Ridiculously, the business or organisation impacted could very well “consider” contacting the impacted customers, but actually decide not to bother contacting them at all.

Remove Uncertainty

So, mandating that contact be made – and to all customers, and not just those impacted – would certainly remove the unnecessary uncertainty the exists currently when a data protection breach is publicised. Frequently, when a data protection breach is identified by a company, where the breach becomes public, there is for a period of time an information vacuum where customers of the business don’t actually know what’s going on.

They’ll know there’s been a breach, but they won’t be told whether they HAVE or HAVE NOT been impacted, and in the absence of this confirmation, they can’t take any definitive action to protect themselves.

While I acknowledge that they can take certain protective, or preventative, measures – i.e. monitor their matters more closely, they don’t know whether they need to start cancelling cards, or closing accounts, or any other definitive protection measures.

Even the current requirement where impacted customers are mandated to be contacted can give rise to uncertainty. Imagine your bank is impacted by a data breach, it’s gone public, and they’ve confirmed they’ll contact impacted people as soon as possible.

You don’t hear from your back after a week. Does that mean you’re not impacted? Does that mean you are impacted but they just haven’t gotten around to contacting you? Or does it mean you’re not impacted at all?

A requirement to contact every customer of an impacted business or organisation would significantly improve the lot of consumers / customers.

Invidious Information Gap

The current solution to this information gap is where a special customer service helpline is provided by the impacted business or organisation where their customers can ring in to ask if they’re impacted by the incident.

This then crosses into a separate area of interest for me – the provision of 1890, 1850 and 0818 contact numbers by most businesses and organisations.

These contact numbers, for those who need to find out if they’re impacted it or not, and call from a mobile (let’s face it, pretty much everyone now) cost more than they should, and minutes on such calls are not deducted from mobile minute bundles.

So, not only might a customer be impacted by a data breach, or even if they’re not, they’re additionally impacted financially by having to pay out of pocket for the phone call made to try to find out if they’re actually impacted at all.

Profiting from a Breach?

This financial impact could be even more galling, if, like SuperValu did a number of years ago, the contact number provided is an 0818 phone number rather than an 1890 or 1850 number (they eventually provided a non-0818 number, but only after the initial panic died down).

It is possible that the business or organisation who is providing an 0818 number will actually earn money on the back of each call a customer would make to that number. So, the longer you’re on hold, or kept talking on a call to an 0818 number, the more money the organisation you’re calling is making.

(This is why, for example, most high profile organisations who provide 0818 contact numbers will make it difficult to find geographic alternative numbers. It would impact their earnings from their telephone calls).

Mandating that impacted organisations contact all their customers would remove the need for these phone calls. I will come back to this topic later on on my SayNoTo1890.com website.

No big deal

As I said in my other post, it’s not like most organisations that we deal with today don’t already have our phone number, or our e-mail address, stored somewhere in their systems.

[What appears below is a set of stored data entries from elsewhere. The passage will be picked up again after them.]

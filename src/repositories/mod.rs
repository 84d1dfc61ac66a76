//! # Repository Layer
//!
//! This module contains repository implementations that encapsulate SeaORM
//! operations for database entities, providing a clean API for data access.

pub mod delivery;
pub mod rate;
pub mod tenant;

pub use delivery::DeliveryRepository;
pub use rate::{RateRepository, UpsertStats};
pub use tenant::TenantRepository;

use thiserror::Error;

use crate::crypto::CryptoError;

/// Errors surfaced by the repository layer.
#[derive(Debug, Error)]
pub enum RepositoryError {
    #[error("database error: {0}")]
    Database(#[from] sea_orm::DbErr),
    #[error("not found: {0}")]
    NotFound(String),
    #[error(transparent)]
    Crypto(#[from] CryptoError),
    #[error("{0}")]
    Invalid(String),
}
//! Tenant entity model
//!
//! This module contains the SeaORM entity model for the tenants table. A
//! tenant is one external ledger company receiving synced rates. Rows start
//! in a pending approval state; `realm_id` and the token ciphertexts stay
//! null until the OAuth connect step binds them.

use sea_orm::ActiveModelBehavior;
use sea_orm::entity::prelude::*;
use sea_orm::prelude::DateTimeWithTimeZone;
use uuid::Uuid;

/// Tenant entity representing one ledger company and its credential state
#[derive(Clone, Debug, PartialEq, Eq, DeriveEntityModel)]
#[sea_orm(table_name = "tenants")]
pub struct Model {
    /// Unique identifier for the tenant (primary key)
    #[sea_orm(primary_key)]
    pub id: Uuid,

    /// Display name for the tenant (optional)
    pub name: Option<String>,

    /// External ledger realm id, bound after OAuth connect (unique when set)
    pub realm_id: Option<String>,

    /// Approval workflow state (pending|approved)
    pub approval_status: String,

    /// OAuth app client id, bound at approval
    pub client_id: Option<String>,

    /// Encrypted OAuth app client secret
    pub client_secret_ciphertext: Option<Vec<u8>>,

    /// Encrypted access token ciphertext
    pub access_token_ciphertext: Option<Vec<u8>>,

    /// Encrypted refresh token ciphertext
    pub refresh_token_ciphertext: Option<Vec<u8>>,

    /// Access token expiry timestamp
    pub token_expires_at: Option<DateTimeWithTimeZone>,

    /// Whether this tenant targets the sandbox environment
    pub is_sandbox: bool,

    /// Soft activation flag; deactivation never deletes the row
    pub is_active: bool,

    /// Whether this tenant participates in sync runs
    pub sync_enabled: bool,

    /// The tenant's own bookkeeping currency, never a delivery target
    pub home_currency: String,

    /// Timestamp of the last fully successful sync run for this tenant
    pub last_synced_at: Option<DateTimeWithTimeZone>,

    /// Timestamp when the tenant was created
    pub created_at: DateTimeWithTimeZone,

    /// Timestamp when the tenant was last updated
    pub updated_at: DateTimeWithTimeZone,
}

#[derive(Copy, Clone, Debug, EnumIter, DeriveRelation)]
pub enum Relation {
    #[sea_orm(has_many = "super::delivery_record::Entity")]
    DeliveryRecord,
}

impl Related<super::delivery_record::Entity> for Entity {
    fn to() -> RelationDef {
        Relation::DeliveryRecord.def()
    }
}

impl ActiveModelBehavior for ActiveModel {}

impl Model {
    /// A tenant is eligible for sync once connected, active and sync-enabled.
    pub fn is_sync_eligible(&self) -> bool {
        self.is_active && self.sync_enabled && self.realm_id.is_some()
    }
}
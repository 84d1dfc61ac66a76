//! # ratesync Main Entry Point
//!
//! Wires configuration, telemetry, the database pool, and the sync
//! components together, then runs the daily scheduler until ctrl-c.

use std::sync::Arc;

use anyhow::Context;
use migration::{Migrator, MigratorTrait};
use tokio_util::sync::CancellationToken;
use tracing::info;

use ratesync::config::ConfigLoader;
use ratesync::crypto::CredentialVault;
use ratesync::db;
use ratesync::fixing::FixingPipeline;
use ratesync::ledger::HttpLedgerClient;
use ratesync::oauth::{IdentityClient, TokenLifecycle};
use ratesync::orchestrator::SyncOrchestrator;
use ratesync::repositories::{DeliveryRepository, RateRepository, TenantRepository};
use ratesync::scheduler::DailyScheduler;
use ratesync::telemetry;

#[tokio::main]
async fn main() -> anyhow::Result<()> {
    let config = ConfigLoader::new().load()?;
    telemetry::init_tracing(&config)?;

    info!(profile = %config.profile, "starting ratesync");
    if let Ok(redacted) = config.redacted_json() {
        info!(config = %redacted, "loaded configuration");
    }

    let db = Arc::new(db::init_pool(&config).await?);
    Migrator::up(db.as_ref(), None)
        .await
        .context("failed to apply database migrations")?;

    let secret = config
        .crypto_secret
        .as_deref()
        .context("crypto secret missing after validation")?;
    let vault = CredentialVault::from_secret(secret);

    let rates = RateRepository::new(db.clone());
    let tenants = TenantRepository::new(db.clone(), vault.clone());
    let deliveries = DeliveryRepository::new(db.clone());

    let identity = IdentityClient::new(&config.identity)?;
    let lifecycle = TokenLifecycle::new(
        tenants.clone(),
        identity,
        config.sync.token_safety_window_seconds,
    );
    let ledger = Arc::new(HttpLedgerClient::new(&config.ledger)?);

    let pipeline = FixingPipeline::new(
        config.fixing.url.clone(),
        std::time::Duration::from_secs(config.fixing.timeout_seconds),
        config.fixing.max_attempts,
        config.fixing.backoff_base_ms,
    )?;

    let orchestrator = Arc::new(SyncOrchestrator::new(
        pipeline,
        rates,
        tenants,
        deliveries,
        lifecycle,
        ledger,
        config.sync.tenant_concurrency,
    ));

    let scheduler = DailyScheduler::new(orchestrator, config.sync.schedule_time()?);

    let shutdown = CancellationToken::new();
    let scheduler_handle = tokio::spawn(scheduler.run(shutdown.clone()));

    tokio::signal::ctrl_c()
        .await
        .context("failed to listen for shutdown signal")?;
    info!("shutdown signal received");

    shutdown.cancel();
    scheduler_handle
        .await
        .context("scheduler task terminated abnormally")?;

    Ok(())
}
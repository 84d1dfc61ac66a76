//! # Data Models
//!
//! This module contains the SeaORM entity models for the ratesync service.

pub mod delivery_record;
pub mod exchange_rate;
pub mod scrape_log;
pub mod tenant;

pub use delivery_record::Entity as DeliveryRecord;
pub use exchange_rate::Entity as ExchangeRate;
pub use scrape_log::Entity as ScrapeLog;
pub use tenant::Entity as Tenant;
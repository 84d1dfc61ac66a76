//! ExchangeRate entity model
//!
//! This module contains the SeaORM entity model for the exchange_rates table,
//! which stores one fixing rate per (currency, date).

use rust_decimal::Decimal;
use sea_orm::ActiveModelBehavior;
use sea_orm::entity::prelude::*;
use sea_orm::prelude::DateTimeWithTimeZone;
use uuid::Uuid;

/// Stored fixing rate for a single currency on a single date
#[derive(Clone, Debug, PartialEq, Eq, DeriveEntityModel)]
#[sea_orm(table_name = "exchange_rates")]
pub struct Model {
    /// Unique identifier for the rate row (primary key)
    #[sea_orm(primary_key)]
    pub id: Uuid,

    /// ISO 4217 currency code (unique together with rate_date)
    pub currency_code: String,

    /// Currency label as published by the source (e.g. "Dollar Amerikan")
    pub localized_name: String,

    /// Canonical English currency name, when resolved
    pub canonical_name: Option<String>,

    /// Fixing mid-rate in home-currency terms per `unit_multiplier` units
    #[sea_orm(column_type = "Decimal(Some((18, 6)))")]
    pub rate: Decimal,

    /// Effective date of the fixing
    pub rate_date: Date,

    /// Units of foreign currency the rate is quoted per (1 or 100)
    pub unit_multiplier: i32,

    /// Source identifier for the snapshot this row came from
    pub source: String,

    /// Timestamp when the page was scraped
    pub scraped_at: DateTimeWithTimeZone,

    /// Timestamp when the row was created
    pub created_at: DateTimeWithTimeZone,

    /// Timestamp when the row was last updated
    pub updated_at: DateTimeWithTimeZone,
}

#[derive(Copy, Clone, Debug, EnumIter, DeriveRelation)]
pub enum Relation {}

impl ActiveModelBehavior for ActiveModel {}
//! End-to-end orchestrator tests: scrape a mocked fixing page, fan out to
//! tenants against a mocked ledger and identity provider, and verify the run
//! report, failure isolation, and idempotence.

mod test_utils;

use std::sync::Arc;
use std::time::Duration as StdDuration;

use anyhow::Result;
use chrono::{Duration, NaiveDate, Utc};
use sea_orm::{DatabaseConnection, EntityTrait};
use serde_json::json;
use wiremock::matchers::{body_string_contains, method, path};
use wiremock::{Mock, MockServer, Request, ResponseTemplate};

use ratesync::config::{IdentityConfig, LedgerConfig};
use ratesync::fixing::{FixingError, FixingPipeline};
use ratesync::ledger::HttpLedgerClient;
use ratesync::models::scrape_log;
use ratesync::oauth::{IdentityClient, TokenLifecycle};
use ratesync::orchestrator::{RunError, SyncOrchestrator};
use ratesync::repositories::{DeliveryRepository, RateRepository, TenantRepository};

use test_utils::{TestTenantSpec, create_connected_tenant, setup_test_db, test_vault};

const FIXING_PAGE: &str = include_str!("fixtures/fixing_page.html");
const EMPTY_PAGE: &str = include_str!("fixtures/fixing_page_empty.html");
const MALFORMED_PAGE: &str = include_str!("fixtures/fixing_page_malformed_rows.html");

struct Harness {
    db: Arc<DatabaseConnection>,
    tenants: TenantRepository,
    orchestrator: SyncOrchestrator,
}

async fn harness(
    fixing: &MockServer,
    ledger: &MockServer,
    identity: &MockServer,
) -> Result<Harness> {
    let db = setup_test_db().await?;
    let vault = test_vault();

    let tenants = TenantRepository::new(db.clone(), vault);
    let rates = RateRepository::new(db.clone());
    let deliveries = DeliveryRepository::new(db.clone());

    let identity_client = IdentityClient::new(&IdentityConfig {
        token_url: format!("{}/oauth2/v1/tokens/bearer", identity.uri()),
        sandbox_token_url: format!("{}/oauth2/v1/tokens/bearer", identity.uri()),
        timeout_seconds: 5,
    })?;
    let lifecycle = TokenLifecycle::new(tenants.clone(), identity_client, 300);

    let ledger_client = Arc::new(HttpLedgerClient::new(&LedgerConfig {
        api_base: ledger.uri(),
        sandbox_api_base: ledger.uri(),
        timeout_seconds: 5,
    })?);

    let pipeline = FixingPipeline::new(
        format!("{}/fixing", fixing.uri()),
        StdDuration::from_secs(5),
        1,
        10,
    )?;

    let orchestrator = SyncOrchestrator::new(
        pipeline,
        rates,
        tenants.clone(),
        deliveries,
        lifecycle,
        ledger_client,
        4,
    );

    Ok(Harness {
        db,
        tenants,
        orchestrator,
    })
}

async fn mount_fixing_page(server: &MockServer, body: &str) {
    Mock::given(method("GET"))
        .and(path("/fixing"))
        .respond_with(ResponseTemplate::new(200).set_body_string(body))
        .mount(server)
        .await;
}

fn ledger_rate_body(code: &str, sync_token: &str) -> serde_json::Value {
    json!({
        "ExchangeRate": {
            "SourceCurrencyCode": code,
            "TargetCurrencyCode": "ALL",
            "Rate": "105.50",
            "AsOfDate": "2025-11-21",
            "SyncToken": sync_token
        }
    })
}

/// Mount a ledger that has no stored rates and accepts every create.
async fn mount_empty_ledger(server: &MockServer, realm: &str) {
    Mock::given(method("GET"))
        .and(path(format!("/v3/company/{}/exchangerate", realm)))
        .respond_with(ResponseTemplate::new(404))
        .mount(server)
        .await;

    Mock::given(method("POST"))
        .and(path(format!("/v3/company/{}/exchangerate", realm)))
        .respond_with(ResponseTemplate::new(200).set_body_json(ledger_rate_body("USD", "0")))
        .mount(server)
        .await;
}

fn requests_mentioning(requests: &[Request], needle: &str) -> usize {
    requests
        .iter()
        .filter(|r| {
            r.url.as_str().contains(needle)
                || std::str::from_utf8(&r.body).is_ok_and(|b| b.contains(needle))
        })
        .count()
}

fn fixture_date() -> NaiveDate {
    NaiveDate::from_ymd_opt(2025, 11, 21).unwrap()
}

#[tokio::test]
async fn full_run_delivers_foreign_rates_and_reports() -> Result<()> {
    let (fixing, ledger, identity) =
        (MockServer::start().await, MockServer::start().await, MockServer::start().await);
    let h = harness(&fixing, &ledger, &identity).await?;

    mount_fixing_page(&fixing, FIXING_PAGE).await;
    mount_empty_ledger(&ledger, "realm-1").await;

    let tenant = create_connected_tenant(&h.tenants, TestTenantSpec::default()).await?;

    let report = h.orchestrator.run_now().await?;

    assert_eq!(report.snapshot_date, Some(fixture_date()));
    // USD, EUR and the ALL row from the page are all stored.
    assert_eq!((report.new, report.updated, report.unchanged), (3, 0, 0));
    assert_eq!(report.per_tenant.len(), 1);

    let entry = &report.per_tenant[0];
    assert_eq!(entry.tenant_id, tenant.id);
    assert!(entry.success, "unexpected error: {:?}", entry.error);
    // ALL is the tenant's home currency and is never delivered.
    assert_eq!(entry.rates_synced, 2);

    let requests = ledger.received_requests().await.unwrap();
    assert_eq!(requests_mentioning(&requests, "sourcecurrencycode=ALL"), 0);
    assert_eq!(
        requests_mentioning(&requests, "\"SourceCurrencyCode\":\"ALL\""),
        0
    );

    let stored = h.tenants.get(tenant.id).await?.expect("tenant exists");
    assert!(stored.last_synced_at.is_some(), "full success stamps last sync");

    let delivered = DeliveryRepository::new(h.db.clone())
        .delivered_codes(tenant.id, fixture_date())
        .await?;
    assert_eq!(
        delivered,
        ["USD", "EUR"].iter().map(|c| c.to_string()).collect()
    );

    Ok(())
}

#[tokio::test]
async fn second_run_is_idempotent_for_delivered_rates() -> Result<()> {
    let (fixing, ledger, identity) =
        (MockServer::start().await, MockServer::start().await, MockServer::start().await);
    let h = harness(&fixing, &ledger, &identity).await?;

    mount_fixing_page(&fixing, FIXING_PAGE).await;
    mount_empty_ledger(&ledger, "realm-1").await;

    create_connected_tenant(&h.tenants, TestTenantSpec::default()).await?;

    let first = h.orchestrator.run_now().await?;
    assert_eq!(first.per_tenant[0].rates_synced, 2);

    let posts_after_first = ledger
        .received_requests()
        .await
        .unwrap()
        .iter()
        .filter(|r| r.method == wiremock::http::Method::POST)
        .count();

    let second = h.orchestrator.run_now().await?;
    assert_eq!(
        (second.new, second.updated, second.unchanged),
        (0, 0, 3),
        "unchanged page re-upserts nothing"
    );
    assert!(second.per_tenant[0].success);
    assert_eq!(
        second.per_tenant[0].rates_synced, 0,
        "already-delivered triples are filtered"
    );

    let posts_after_second = ledger
        .received_requests()
        .await
        .unwrap()
        .iter()
        .filter(|r| r.method == wiremock::http::Method::POST)
        .count();
    assert_eq!(posts_after_first, posts_after_second, "no duplicate creates");

    Ok(())
}

#[tokio::test]
async fn tenant_failures_are_isolated() -> Result<()> {
    let (fixing, ledger, identity) =
        (MockServer::start().await, MockServer::start().await, MockServer::start().await);
    let h = harness(&fixing, &ledger, &identity).await?;

    mount_fixing_page(&fixing, FIXING_PAGE).await;

    // Tenant A: token expired and the identity provider rejects the refresh.
    let tenant_a = create_connected_tenant(
        &h.tenants,
        TestTenantSpec {
            name: "Tenant A",
            realm_id: "realm-a",
            refresh_token: "refresh-a",
            token_expires_at: Utc::now() - Duration::minutes(1),
            ..TestTenantSpec::default()
        },
    )
    .await?;

    // Tenant B: healthy.
    let tenant_b = create_connected_tenant(
        &h.tenants,
        TestTenantSpec {
            name: "Tenant B",
            realm_id: "realm-b",
            refresh_token: "refresh-b",
            ..TestTenantSpec::default()
        },
    )
    .await?;

    Mock::given(method("POST"))
        .and(path("/oauth2/v1/tokens/bearer"))
        .and(body_string_contains("refresh-a"))
        .respond_with(ResponseTemplate::new(400).set_body_json(json!({"error": "invalid_grant"})))
        .mount(&identity)
        .await;

    mount_empty_ledger(&ledger, "realm-b").await;

    let report = h.orchestrator.run_now().await?;
    assert_eq!(report.per_tenant.len(), 2);

    let a = report
        .per_tenant
        .iter()
        .find(|r| r.tenant_id == tenant_a.id)
        .expect("tenant A reported");
    assert!(!a.success);
    assert!(a.error.as_deref().unwrap_or_default().contains("token refresh failed"));
    assert_eq!(a.rates_synced, 0);

    let b = report
        .per_tenant
        .iter()
        .find(|r| r.tenant_id == tenant_b.id)
        .expect("tenant B reported");
    assert!(b.success, "tenant B unaffected by A: {:?}", b.error);
    assert_eq!(b.rates_synced, 2);

    // No ledger traffic ever targeted tenant A's realm.
    let requests = ledger.received_requests().await.unwrap();
    assert_eq!(requests_mentioning(&requests, "realm-a"), 0);

    // A's stored credentials survive the failed refresh.
    let stored_a = h.tenants.get(tenant_a.id).await?.expect("tenant A exists");
    let tokens = h.tenants.decrypt_tokens(&stored_a).await?;
    assert_eq!(tokens.refresh_token, "refresh-a");

    Ok(())
}

#[tokio::test]
async fn empty_scrape_aborts_before_any_tenant() -> Result<()> {
    let (fixing, ledger, identity) =
        (MockServer::start().await, MockServer::start().await, MockServer::start().await);
    let h = harness(&fixing, &ledger, &identity).await?;

    mount_fixing_page(&fixing, EMPTY_PAGE).await;
    create_connected_tenant(&h.tenants, TestTenantSpec::default()).await?;

    let result = h.orchestrator.run_now().await;
    assert!(matches!(
        result,
        Err(RunError::Fixing(FixingError::EmptySnapshot))
    ));

    assert!(ledger.received_requests().await.unwrap().is_empty());
    assert!(identity.received_requests().await.unwrap().is_empty());

    // The failed scrape still leaves an audit row.
    let logs = scrape_log::Entity::find().all(h.db.as_ref()).await?;
    assert_eq!(logs.len(), 1);
    assert!(!logs[0].success);
    assert!(logs[0].error.is_some());

    Ok(())
}

#[tokio::test]
async fn fetch_failure_is_run_fatal() -> Result<()> {
    let (fixing, ledger, identity) =
        (MockServer::start().await, MockServer::start().await, MockServer::start().await);
    let h = harness(&fixing, &ledger, &identity).await?;

    Mock::given(method("GET"))
        .and(path("/fixing"))
        .respond_with(ResponseTemplate::new(503))
        .mount(&fixing)
        .await;

    create_connected_tenant(&h.tenants, TestTenantSpec::default()).await?;

    let result = h.orchestrator.run_now().await;
    assert!(matches!(
        result,
        Err(RunError::Fixing(FixingError::Upstream { status: 503 }))
    ));
    assert!(ledger.received_requests().await.unwrap().is_empty());

    Ok(())
}

#[tokio::test]
async fn malformed_rows_do_not_block_the_run() -> Result<()> {
    let (fixing, ledger, identity) =
        (MockServer::start().await, MockServer::start().await, MockServer::start().await);
    let h = harness(&fixing, &ledger, &identity).await?;

    mount_fixing_page(&fixing, MALFORMED_PAGE).await;
    mount_empty_ledger(&ledger, "realm-1").await;
    create_connected_tenant(&h.tenants, TestTenantSpec::default()).await?;

    let report = h.orchestrator.run_now().await?;

    // USD, EUR, JPY parse; the CHF and GBP rows are malformed and skipped.
    assert_eq!(report.new, 3);
    assert!(report.per_tenant[0].success);
    assert_eq!(report.per_tenant[0].rates_synced, 3);

    Ok(())
}

#[tokio::test]
async fn ledger_auth_expiry_triggers_one_refresh_and_retry() -> Result<()> {
    let (fixing, ledger, identity) =
        (MockServer::start().await, MockServer::start().await, MockServer::start().await);
    let h = harness(&fixing, &ledger, &identity).await?;

    mount_fixing_page(&fixing, FIXING_PAGE).await;
    create_connected_tenant(&h.tenants, TestTenantSpec::default()).await?;

    // The first ledger call rejects the bearer token (revoked server-side),
    // everything afterwards succeeds.
    Mock::given(method("GET"))
        .and(path("/v3/company/realm-1/exchangerate"))
        .respond_with(ResponseTemplate::new(401))
        .up_to_n_times(1)
        .mount(&ledger)
        .await;
    mount_empty_ledger(&ledger, "realm-1").await;

    Mock::given(method("POST"))
        .and(path("/oauth2/v1/tokens/bearer"))
        .respond_with(ResponseTemplate::new(200).set_body_json(json!({
            "access_token": "re-minted-access",
            "refresh_token": "re-minted-refresh",
            "expires_in": 3600
        })))
        .expect(1)
        .mount(&identity)
        .await;

    let report = h.orchestrator.run_now().await?;

    let entry = &report.per_tenant[0];
    assert!(entry.success, "refresh-and-retry should recover: {:?}", entry.error);
    assert_eq!(entry.rates_synced, 2);

    Ok(())
}

#[tokio::test]
async fn overlapping_runs_are_rejected() -> Result<()> {
    let (fixing, ledger, identity) =
        (MockServer::start().await, MockServer::start().await, MockServer::start().await);
    let h = harness(&fixing, &ledger, &identity).await?;

    Mock::given(method("GET"))
        .and(path("/fixing"))
        .respond_with(
            ResponseTemplate::new(200)
                .set_body_string(FIXING_PAGE)
                .set_delay(StdDuration::from_millis(300)),
        )
        .mount(&fixing)
        .await;
    mount_empty_ledger(&ledger, "realm-1").await;

    let (first, second) = tokio::join!(h.orchestrator.run_now(), h.orchestrator.run_now());

    let already_running = matches!(first, Err(RunError::AlreadyRunning))
        ^ matches!(second, Err(RunError::AlreadyRunning));
    assert!(
        already_running,
        "exactly one of the overlapping runs must be rejected"
    );

    Ok(())
}

#[tokio::test]
async fn tenant_status_reflects_token_and_sync_state() -> Result<()> {
    let (fixing, ledger, identity) =
        (MockServer::start().await, MockServer::start().await, MockServer::start().await);
    let h = harness(&fixing, &ledger, &identity).await?;

    let tenant = create_connected_tenant(
        &h.tenants,
        TestTenantSpec {
            token_expires_at: Utc::now() - Duration::minutes(1),
            ..TestTenantSpec::default()
        },
    )
    .await?;

    let status = h
        .orchestrator
        .tenant_status(tenant.id)
        .await?
        .expect("tenant exists");

    assert_eq!(status.tenant_id, tenant.id);
    assert!(status.token_expired);
    assert!(status.sync_enabled);
    assert!(status.last_sync.is_none());

    let missing = h.orchestrator.tenant_status(uuid::Uuid::new_v4()).await?;
    assert!(missing.is_none());

    Ok(())
}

It is also quite likely that they have a comprehensive marketing platform in place, that assuming we let them, would pump out marketing blurb to us on a regular basis to try to get more and more of our business.

It would take very little for these organsiations then to arrange communications to all their clients to give them an update. They have to do It anyway for impacted customers, so it’s not a big leap to send a different message to the remaining customers to assure them there’s no impact.